Tidy datasets are easy to manipulate, model and visualize, and have a specific structure: each variable is a column, each observation is a row, and each type of observational unit is a table.

From Wickham (2014), “Tidy Data”, Journal of Statistical Software

A dataset is a collection of values, usually either numbers (if quantitative) or strings (if qualitative). Values are organized in two ways. Every value belongs to a variable and an observation. A variable contains all values that measure the same underlying attribute (like height, temperature, duration) across units.

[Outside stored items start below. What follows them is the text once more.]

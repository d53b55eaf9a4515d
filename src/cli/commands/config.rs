use crate::cli::parser::Commands;
use crate::config::Config;
use crate::errors::{AppError, AppResult};
use crate::ui::messages::{success, warning};
use std::path::Path;

/// Handle the `config` subcommand
pub fn handle(cmd: &Commands, cfg: &Config, path: &Path) -> AppResult<()> {
    if let Commands::Config {
        print_config,
        check,
    } = cmd
    {
        // ---- PRINT CONFIG ----
        if *print_config {
            println!("📄 Effective configuration ({}):\n", path.display());
            println!("{}", serde_yaml::to_string(&cfg.redacted())?);
        }

        // ---- CHECK CONFIG ----
        if *check {
            let missing = cfg.missing_credentials();
            let schedule = cfg.schedule();

            if !missing.is_empty() {
                warning(format!("Missing settings: {}", missing.join(", ")));
            }
            if let Err(e) = &schedule {
                warning(format!("Invalid window: {e}"));
            }

            if !missing.is_empty() || schedule.is_err() {
                return Err(AppError::Configuration(
                    "configuration check failed".to_string(),
                ));
            }

            if let Ok(s) = schedule {
                success(format!(
                    "Configuration OK (check-in {}, check-out {})",
                    s.checkin, s.checkout
                ));
            }
        }
    }

    Ok(())
}
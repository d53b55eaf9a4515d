//! Durable state: the daily attendance log and the current break flag.
//!
//! Both documents are independent so a scheduled check-in and a lock hook
//! touch disjoint data. Reads never fail: a missing or unreadable document
//! is treated as empty.

pub mod fs;
pub mod memory;

pub use fs::FileStateStore;
pub use memory::MemoryStateStore;

use crate::errors::AppResult;
use crate::models::{BreakState, DailyLog};

pub trait StateStore {
    fn read_daily(&self) -> DailyLog;

    /// Persist the log, keeping only the most recent dates.
    fn write_daily(&self, log: DailyLog) -> AppResult<()>;

    fn read_break(&self) -> BreakState;

    fn write_break(&self, state: &BreakState) -> AppResult<()>;
}
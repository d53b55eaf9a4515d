pub mod action;
pub mod break_state;
pub mod daily;

pub use action::{ActionKind, AttendanceAction, BreakAction};
pub use break_state::BreakState;
pub use daily::{ActionStamp, DailyLog, DailyRecord, MAX_DAILY_RECORDS};
use chrono::{DateTime, Datelike, FixedOffset, NaiveDate, TimeZone};

/// Key used for the daily attendance log (`YYYY-MM-DD`).
pub fn date_key(d: NaiveDate) -> String {
    d.format("%Y-%m-%d").to_string()
}

/// Saturday and Sunday (Monday = 0 numbering: 5 and 6).
pub fn is_weekend<Tz: TimeZone>(ts: &DateTime<Tz>) -> bool {
    ts.weekday().num_days_from_monday() >= 5
}

pub fn parse_instant(s: &str) -> Result<DateTime<FixedOffset>, String> {
    DateTime::parse_from_rfc3339(s).map_err(|e| format!("Invalid RFC 3339 timestamp '{s}': {e}"))
}
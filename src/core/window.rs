use crate::errors::AppResult;
use crate::utils::time::parse_required_time;
use chrono::NaiveTime;
use std::fmt;

/// Local time-of-day range, inclusive on both ends.
#[derive(Debug, Clone, Copy, PartialEq, Eq)]
pub struct TimeWindow {
    pub start: NaiveTime,
    pub end: NaiveTime,
}

impl TimeWindow {
    pub fn new(start: NaiveTime, end: NaiveTime) -> Self {
        Self { start, end }
    }

    pub fn parse(start: &str, end: &str) -> AppResult<Self> {
        Ok(Self::new(parse_required_time(start)?, parse_required_time(end)?))
    }

    pub fn contains(&self, t: NaiveTime) -> bool {
        self.start <= t && t <= self.end
    }
}

impl fmt::Display for TimeWindow {
    fn fmt(&self, f: &mut fmt::Formatter<'_>) -> fmt::Result {
        write!(f, "{}–{}", self.start.format("%H:%M"), self.end.format("%H:%M"))
    }
}

/// The two configured windows. Overlap is allowed; check-in is evaluated first.
#[derive(Debug, Clone, Copy, PartialEq, Eq)]
pub struct Schedule {
    pub checkin: TimeWindow,
    pub checkout: TimeWindow,
}
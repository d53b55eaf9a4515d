use crate::config::Config;
use crate::core::Clock;
use crate::errors::AppResult;
use crate::models::AttendanceAction;
use crate::store::{FileStateStore, StateStore};
use crate::ui::messages::{field, header, info};
use crate::utils::date::{date_key, is_weekend};

/// Handle the `status` command (read-only).
pub fn handle(cfg: &Config, clock: &dyn Clock) -> AppResult<()> {
    let store = FileStateStore::new(cfg.state_path());
    let now = clock.now();
    let today = date_key(now.date_naive());

    let log = store.read_daily();
    let record = log.record_for(&today);
    let breaks = store.read_break();

    header(format!("Attendance for {today}"));
    for action in [AttendanceAction::CheckIn, AttendanceAction::CheckOut] {
        field(action.field(), record.get(action).map(|s| s.time.as_str()));
    }

    header("Break");
    field("on_break", Some(if breaks.on_break { "yes" } else { "no" }));
    field("since", breaks.break_start_time.as_deref());

    if is_weekend(&now) {
        info("It's weekend: scheduled runs take no action.");
    }
    info(format!(
        "{} day(s) on record in {}",
        log.len(),
        store.daily_path().display()
    ));

    Ok(())
}
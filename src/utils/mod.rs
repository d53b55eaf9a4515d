pub mod date;
pub mod path;
pub mod time;
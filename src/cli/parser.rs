use chrono::{DateTime, FixedOffset};
use clap::{Parser, Subcommand};

use crate::utils::date::parse_instant;

/// Command-line interface definition for attendance-automator
#[derive(Parser, Debug)]
#[command(
    name = "attendance-automator",
    version = env!("CARGO_PKG_VERSION"),
    about = "Submit check-in, check-out and break events to the attendance API",
    long_about = "Run without a subcommand from a scheduler (e.g. every 5 minutes) to check \
                  in or out inside the configured windows, at most once per window. Hook \
                  `lock` / `unlock` to the screen-lock events to track breaks."
)]
pub struct Cli {
    /// Configuration file (default: ~/.attendance_automator/attendance_automator.conf)
    #[arg(global = true, long = "config", value_name = "FILE")]
    pub config: Option<String>,

    /// Directory holding state.json and break_state.json
    #[arg(global = true, long = "state-dir", value_name = "DIR")]
    pub state_dir: Option<String>,

    /// IANA timezone used for windows and dates (e.g. Europe/Rome)
    #[arg(global = true, long = "tz", value_name = "ZONE")]
    pub tz: Option<String>,

    /// Do everything except talking to the API
    #[arg(global = true, long = "dry-run")]
    pub dry_run: bool,

    /// Debug-level logging (RUST_LOG takes precedence)
    #[arg(global = true, long, short = 'v')]
    pub verbose: bool,

    /// Evaluate as if the current time were this RFC 3339 timestamp
    #[arg(global = true, long = "at", hide = true, value_parser = parse_instant)]
    pub at: Option<DateTime<FixedOffset>>,

    #[command(subcommand)]
    pub command: Option<Commands>,
}

#[derive(Subcommand, Debug, Clone, PartialEq, Eq)]
pub enum Commands {
    /// Check in or out if the current time is inside a window (default)
    Run,

    /// Check in now, ignoring the check-in window
    Checkin,

    /// Check out now, ignoring the check-out window
    Checkout,

    /// Screen locked: start a break
    Lock,

    /// Screen unlocked: end the running break
    Unlock,

    /// Show today's attendance record and the break state
    Status,

    /// Write a default configuration file
    Init {
        /// Overwrite an existing configuration file
        #[arg(long, short = 'f')]
        force: bool,
    },

    /// Inspect the effective configuration
    Config {
        #[arg(long = "print", help = "Print the effective configuration (password masked)")]
        print_config: bool,

        #[arg(long = "check", help = "Check that credentials and windows are usable")]
        check: bool,
    },
}
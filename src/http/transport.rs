//! One network round trip, no retries. [`HttpClient`](super::HttpClient)
//! layers the retry policy on top of a [`Transport`].

use crate::errors::{AppError, AppResult};
use serde_json::Value;
use std::time::Duration;
use thiserror::Error;

#[derive(Debug, Clone, Copy, PartialEq, Eq)]
pub enum Method {
    Get,
    Post,
}

impl Method {
    pub fn as_str(&self) -> &'static str {
        match self {
            Method::Get => "GET",
            Method::Post => "POST",
        }
    }
}

#[derive(Debug, Clone)]
pub struct HttpRequest {
    pub method: Method,
    pub url: String,
    pub payload: Option<Value>,
    pub headers: Vec<(String, String)>,
}

#[derive(Debug, Clone, PartialEq)]
pub struct RawResponse {
    pub status: u16,
    pub headers: Vec<(String, String)>,
    pub body: String,
}

/// Connection refused, DNS failure, timeout and the like.
#[derive(Debug, Clone, Error)]
#[error("{0}")]
pub struct TransportFailure(pub String);

pub trait Transport {
    fn send(&self, request: &HttpRequest) -> Result<RawResponse, TransportFailure>;
}

/// Blocking reqwest client with a fixed per-attempt timeout.
pub struct ReqwestTransport {
    client: reqwest::blocking::Client,
}

impl ReqwestTransport {
    pub fn new(timeout: Duration) -> AppResult<Self> {
        let client = reqwest::blocking::Client::builder()
            .timeout(timeout)
            .user_agent(concat!("attendance-automator/", env!("CARGO_PKG_VERSION")))
            .build()
            .map_err(|e| AppError::Other(format!("cannot build HTTP client: {e}")))?;
        Ok(Self { client })
    }
}

impl Transport for ReqwestTransport {
    fn send(&self, request: &HttpRequest) -> Result<RawResponse, TransportFailure> {
        let method = match request.method {
            Method::Get => reqwest::Method::GET,
            Method::Post => reqwest::Method::POST,
        };

        let mut builder = self.client.request(method, &request.url);
        for (name, value) in &request.headers {
            builder = builder.header(name.as_str(), value.as_str());
        }
        if let Some(payload) = &request.payload {
            builder = builder.json(payload);
        }

        let resp = builder
            .send()
            .map_err(|e| TransportFailure(e.to_string()))?;

        let status = resp.status().as_u16();
        let headers = resp
            .headers()
            .iter()
            .filter_map(|(k, v)| v.to_str().ok().map(|v| (k.as_str().to_string(), v.to_string())))
            .collect();
        let body = resp.text().map_err(|e| TransportFailure(e.to_string()))?;

        Ok(RawResponse {
            status,
            headers,
            body,
        })
    }
}
//! Path utilities: expand ~ in configured paths.

use std::path::PathBuf;

pub fn expand_tilde(path: &str) -> PathBuf {
    if path.starts_with("~/")
        && let Some(home) = dirs::home_dir()
    {
        return home.join(path.trim_start_matches("~/"));
    }
    PathBuf::from(path)
}
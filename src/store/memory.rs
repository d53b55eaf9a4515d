use crate::errors::{AppError, AppResult};
use crate::models::{BreakState, DailyLog, MAX_DAILY_RECORDS};
use crate::store::StateStore;
use std::sync::Mutex;
use std::sync::atomic::{AtomicUsize, Ordering};

/// In-process store with the same pruning rules as the file store.
#[derive(Debug, Default)]
pub struct MemoryStateStore {
    daily: Mutex<DailyLog>,
    breaks: Mutex<BreakState>,
    writes: AtomicUsize,
}

impl MemoryStateStore {
    pub fn new() -> Self {
        Self::default()
    }

    pub fn with_daily(log: DailyLog) -> Self {
        Self {
            daily: Mutex::new(log),
            ..Self::default()
        }
    }

    pub fn with_break(state: BreakState) -> Self {
        Self {
            breaks: Mutex::new(state),
            ..Self::default()
        }
    }

    /// Number of successful writes to either document.
    pub fn writes(&self) -> usize {
        self.writes.load(Ordering::SeqCst)
    }
}

impl StateStore for MemoryStateStore {
    fn read_daily(&self) -> DailyLog {
        self.daily.lock().map(|l| l.clone()).unwrap_or_default()
    }

    fn write_daily(&self, mut log: DailyLog) -> AppResult<()> {
        log.prune(MAX_DAILY_RECORDS);
        *self.daily.lock().map_err(poisoned)? = log;
        self.writes.fetch_add(1, Ordering::SeqCst);
        Ok(())
    }

    fn read_break(&self) -> BreakState {
        self.breaks.lock().map(|b| b.clone()).unwrap_or_default()
    }

    fn write_break(&self, state: &BreakState) -> AppResult<()> {
        *self.breaks.lock().map_err(poisoned)? = state.clone();
        self.writes.fetch_add(1, Ordering::SeqCst);
        Ok(())
    }
}

fn poisoned<T>(_: T) -> AppError {
    AppError::Other("in-memory state lock poisoned".to_string())
}
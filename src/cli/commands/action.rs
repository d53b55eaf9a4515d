use crate::auth::Credentials;
use crate::cli::parser::Commands;
use crate::config::Config;
use crate::core::{Clock, Engine, Outcome};
use crate::errors::{AppError, AppResult};
use crate::http::{HttpClient, ReqwestTransport};
use crate::store::FileStateStore;
use tracing::info;

/// Handle `run`, `checkin`, `checkout`, `lock` and `unlock`.
pub fn handle(cmd: &Commands, cfg: &Config, clock: &dyn Clock) -> AppResult<Outcome> {
    let schedule = cfg.schedule()?;
    let store = FileStateStore::new(cfg.state_path());

    let transport = ReqwestTransport::new(cfg.http.timeout())?;
    let client = HttpClient::new(Box::new(transport), cfg.http.retry_policy())
        .with_dry_run(cfg.dry_run);

    let engine = Engine::new(
        clock,
        &store,
        &client,
        Credentials::from_config(cfg),
        schedule,
    );

    let outcome = match cmd {
        Commands::Run => engine.run_scheduled_decision(),
        Commands::Checkin => engine.run_manual_checkin(),
        Commands::Checkout => engine.run_manual_checkout(),
        Commands::Lock => engine.on_lock(),
        Commands::Unlock => engine.on_unlock(),
        other => Err(AppError::Other(format!("{other:?} is not an engine action"))),
    }?;

    info!(outcome = %outcome, "Done");
    Ok(outcome)
}
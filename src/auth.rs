//! Login and bearer-token extraction.
//!
//! Login responses are loosely shaped, so the token is looked up through an
//! ordered list of strategies ([`TOKEN_STRATEGIES`]); the first one that
//! yields a non-empty string wins.

use crate::config::Config;
use crate::errors::{AppError, AppResult};
use crate::http::{ApiResponse, HttpClient};
use serde_json::{Value, json};
use std::fmt;
use tracing::{error, info};

pub const LOGIN_ENDPOINT: &str = "/api/login";
pub const DRY_RUN_TOKEN: &str = "dry-run-token";

/// Keys that may carry the token, checked in this order.
pub const TOKEN_KEYS: [&str; 5] = ["token", "access_token", "accessToken", "auth_token", "bearer"];

type TokenStrategy = fn(&ApiResponse) -> Option<String>;

/// Extraction strategies in evaluation order.
pub const TOKEN_STRATEGIES: &[(&str, TokenStrategy)] = &[
    ("top-level field", from_top_level),
    ("data envelope", from_data_envelope),
    ("authorization header", from_authorization_header),
];

/// Bearer token for one invocation. Never persisted, never printed.
#[derive(Clone, PartialEq, Eq)]
pub struct Token(String);

impl Token {
    pub fn new(value: impl Into<String>) -> Self {
        Self(value.into())
    }

    pub fn as_str(&self) -> &str {
        &self.0
    }

    pub fn authorization_header(&self) -> (String, String) {
        ("Authorization".to_string(), format!("Bearer {}", self.0))
    }
}

impl fmt::Debug for Token {
    fn fmt(&self, f: &mut fmt::Formatter<'_>) -> fmt::Result {
        f.write_str("Token(***)")
    }
}

#[derive(Debug, Clone)]
pub struct Credentials {
    pub base_url: String,
    pub email: String,
    pub password: String,
}

impl Credentials {
    pub fn from_config(cfg: &Config) -> Self {
        Self {
            base_url: cfg.base_url().to_string(),
            email: cfg.email.clone(),
            password: cfg.password.clone(),
        }
    }

    fn validate(&self) -> AppResult<()> {
        if self.base_url.trim().is_empty()
            || self.email.trim().is_empty()
            || self.password.is_empty()
        {
            return Err(AppError::Configuration(
                "API_BASE_URL, EMAIL and PASSWORD must be set in the environment or config file"
                    .to_string(),
            ));
        }
        Ok(())
    }
}

pub struct Authenticator<'a> {
    client: &'a HttpClient,
    credentials: Credentials,
}

impl<'a> Authenticator<'a> {
    pub fn new(client: &'a HttpClient, credentials: Credentials) -> Self {
        Self {
            client,
            credentials,
        }
    }

    pub fn base_url(&self) -> &str {
        self.credentials.base_url.trim_end_matches('/')
    }

    /// Log in and return a fresh token.
    ///
    /// Missing credentials fail before any request is made. The login call
    /// itself goes through the client's retry policy.
    pub fn login(&self) -> AppResult<Token> {
        self.credentials.validate()?;

        let url = format!("{}{}", self.base_url(), LOGIN_ENDPOINT);
        info!(url = %url, email = %self.credentials.email, "Logging in");

        if self.client.is_dry_run() {
            info!("DRY_RUN: skipping actual login");
            return Ok(Token::new(DRY_RUN_TOKEN));
        }

        let payload = json!({
            "email": self.credentials.email,
            "password": self.credentials.password,
        });
        let resp = self.client.post_json(&url, &payload, &[])?;

        if !resp.ok {
            error!(status = %resp.status, body = %resp.body, "Login rejected");
            return Err(AppError::Authentication {
                reason: format!("login returned status {}", resp.status),
                body: resp.body,
            });
        }

        match extract_token(&resp) {
            Some(token) => {
                info!("Login successful; token obtained");
                Ok(token)
            }
            None => {
                error!(body = %resp.body, "Could not find token in login response");
                Err(AppError::Authentication {
                    reason: "no token found in login response".to_string(),
                    body: resp.body,
                })
            }
        }
    }
}

/// Run every strategy in order and return the first token found.
pub fn extract_token(resp: &ApiResponse) -> Option<Token> {
    TOKEN_STRATEGIES
        .iter()
        .find_map(|(_, strategy)| strategy(resp))
        .map(Token::new)
}

fn token_field(obj: &Value) -> Option<String> {
    let map = obj.as_object()?;
    TOKEN_KEYS.iter().find_map(|key| {
        map.get(*key)
            .and_then(Value::as_str)
            .filter(|s| !s.is_empty())
            .map(str::to_string)
    })
}

fn from_top_level(resp: &ApiResponse) -> Option<String> {
    token_field(&resp.json()?)
}

fn from_data_envelope(resp: &ApiResponse) -> Option<String> {
    token_field(resp.json()?.get("data")?)
}

fn from_authorization_header(resp: &ApiResponse) -> Option<String> {
    resp.header("authorization")?
        .split_whitespace()
        .last()
        .map(str::to_string)
}
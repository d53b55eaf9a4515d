pub mod clock;
pub mod decision;
pub mod engine;
pub mod executor;
pub mod window;

pub use clock::{Clock, FixedClock, SystemClock};
pub use decision::{Decision, ScreenEvent, Skip, decide, decide_break};
pub use engine::Engine;
pub use executor::{ActionExecutor, Outcome};
pub use window::{Schedule, TimeWindow};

An observation contains all values measured on the same unit (like a person, or a day, or a race) across attributes.

From: Wickham H (2014), “Tidy Data”, Journal of Statistical Software

6.3 Example: Titanic Data

According to the Titanic data from the datasets package: 367 males survived, 1364 males perished, 344 females survived, and 126 females perished.

How should we organize these data?

6.3.1 Intuitive Format

	Survived	Perished
Male	367	1364
Female	344	126

6.3.2 Tidy Format

fate	sex	number
perished	male	1364
perished	female	126
survived	male	367
survived	female	344

6.4 Rules of Thumb

Something is a value if it represents different forms of a common object and it changes throughout the data set.
Something is a value if the data can be arranged so that it appears across rows within a column and this makes sense.

For example, fate and sex do not satisfy these criteria in the Titanic data, but perished/survived and female/male do.